When you close an old credit card, your credit score will take a hit. This is because the number of open accounts on your report will drop, and showing that you are responsible for managing multiple lines of credit is important to lenders.
You should always check your credit card’s APR before applying. You should also choose a card with an APR that matches your financial needs. If you can’t pay off the balance monthly, look for a low-interest rate. If you’re looking to save money on interest and have a good credit history, consider applying for a balance transfer credit card.

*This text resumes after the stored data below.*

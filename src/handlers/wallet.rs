use super::{authorize, ok};
use crate::error::AppResult;
use crate::middlewares::Capability;
use crate::models::*;
use crate::services::{UserService, WalletService, WithdrawalService};
use actix_web::{HttpRequest, HttpResponse, web};

#[utoipa::path(
    get,
    path = "/wallet/balance",
    tag = "wallet",
    security(
        ("bearer_auth" = [])
    ),
    responses(
        (status = 200, description = "Wallet balance and lifetime totals", body = WalletResponse),
        (status = 401, description = "Unauthorized")
    )
)]
pub async fn get_balance(
    user_service: web::Data<UserService>,
    wallet_service: web::Data<WalletService>,
    req: HttpRequest,
) -> AppResult<HttpResponse> {
    let user = authorize(&req, &user_service, Capability::Authenticated).await?;
    Ok(ok(wallet_service.get_balance(user.id).await?))
}

#[utoipa::path(
    get,
    path = "/wallet/transactions",
    tag = "wallet",
    params(
        ("limit" = Option<u64>, Query, description = "Default 50, at most 200")
    ),
    security(
        ("bearer_auth" = [])
    ),
    responses(
        (status = 200, description = "Ledger entries, newest first", body = [TransactionResponse]),
        (status = 401, description = "Unauthorized")
    )
)]
pub async fn list_transactions(
    user_service: web::Data<UserService>,
    wallet_service: web::Data<WalletService>,
    req: HttpRequest,
    query: web::Query<LimitQuery>,
) -> AppResult<HttpResponse> {
    let user = authorize(&req, &user_service, Capability::Authenticated).await?;
    let limit = query.resolve(50, 200);
    Ok(ok(wallet_service.list_transactions(user.id, limit).await?))
}

#[utoipa::path(
    post,
    path = "/wallet/withdraw",
    tag = "wallet",
    request_body = WithdrawRequest,
    security(
        ("bearer_auth" = [])
    ),
    responses(
        (status = 200, description = "Withdrawal queued for review", body = WithdrawalResponse),
        (status = 400, description = "Insufficient balance, below tier minimum or in cooldown"),
        (status = 401, description = "Unauthorized")
    )
)]
pub async fn request_withdrawal(
    user_service: web::Data<UserService>,
    withdrawal_service: web::Data<WithdrawalService>,
    req: HttpRequest,
    request: web::Json<WithdrawRequest>,
) -> AppResult<HttpResponse> {
    let user = authorize(&req, &user_service, Capability::Authenticated).await?;
    Ok(ok(withdrawal_service
        .request_withdrawal(user.id, request.into_inner())
        .await?))
}

#[utoipa::path(
    get,
    path = "/wallet/withdrawals",
    tag = "wallet",
    security(
        ("bearer_auth" = [])
    ),
    responses(
        (status = 200, description = "Own withdrawals, newest first", body = [WithdrawalResponse]),
        (status = 401, description = "Unauthorized")
    )
)]
pub async fn list_withdrawals(
    user_service: web::Data<UserService>,
    withdrawal_service: web::Data<WithdrawalService>,
    req: HttpRequest,
) -> AppResult<HttpResponse> {
    let user = authorize(&req, &user_service, Capability::Authenticated).await?;
    Ok(ok(withdrawal_service.list_for_user(user.id).await?))
}

pub fn wallet_config(cfg: &mut web::ServiceConfig) {
    cfg.service(
        web::scope("/wallet")
            .route("/balance", web::get().to(get_balance))
            .route("/transactions", web::get().to(list_transactions))
            .route("/withdraw", web::post().to(request_withdrawal))
            .route("/withdrawals", web::get().to(list_withdrawals)),
    );
}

And there you have seven tips that can help you get the best APR on your credit card. As the experts at SoFi recommend, “While credit cards can be a useful tool for managing cash flow (and even earning rewards and perks), it’s important to understand the costs involved.” As we’ve mentioned, there are a lot of different factors to consider when choosing a card, but these tips will definitely help you narrow down your options and find the right one for your needs.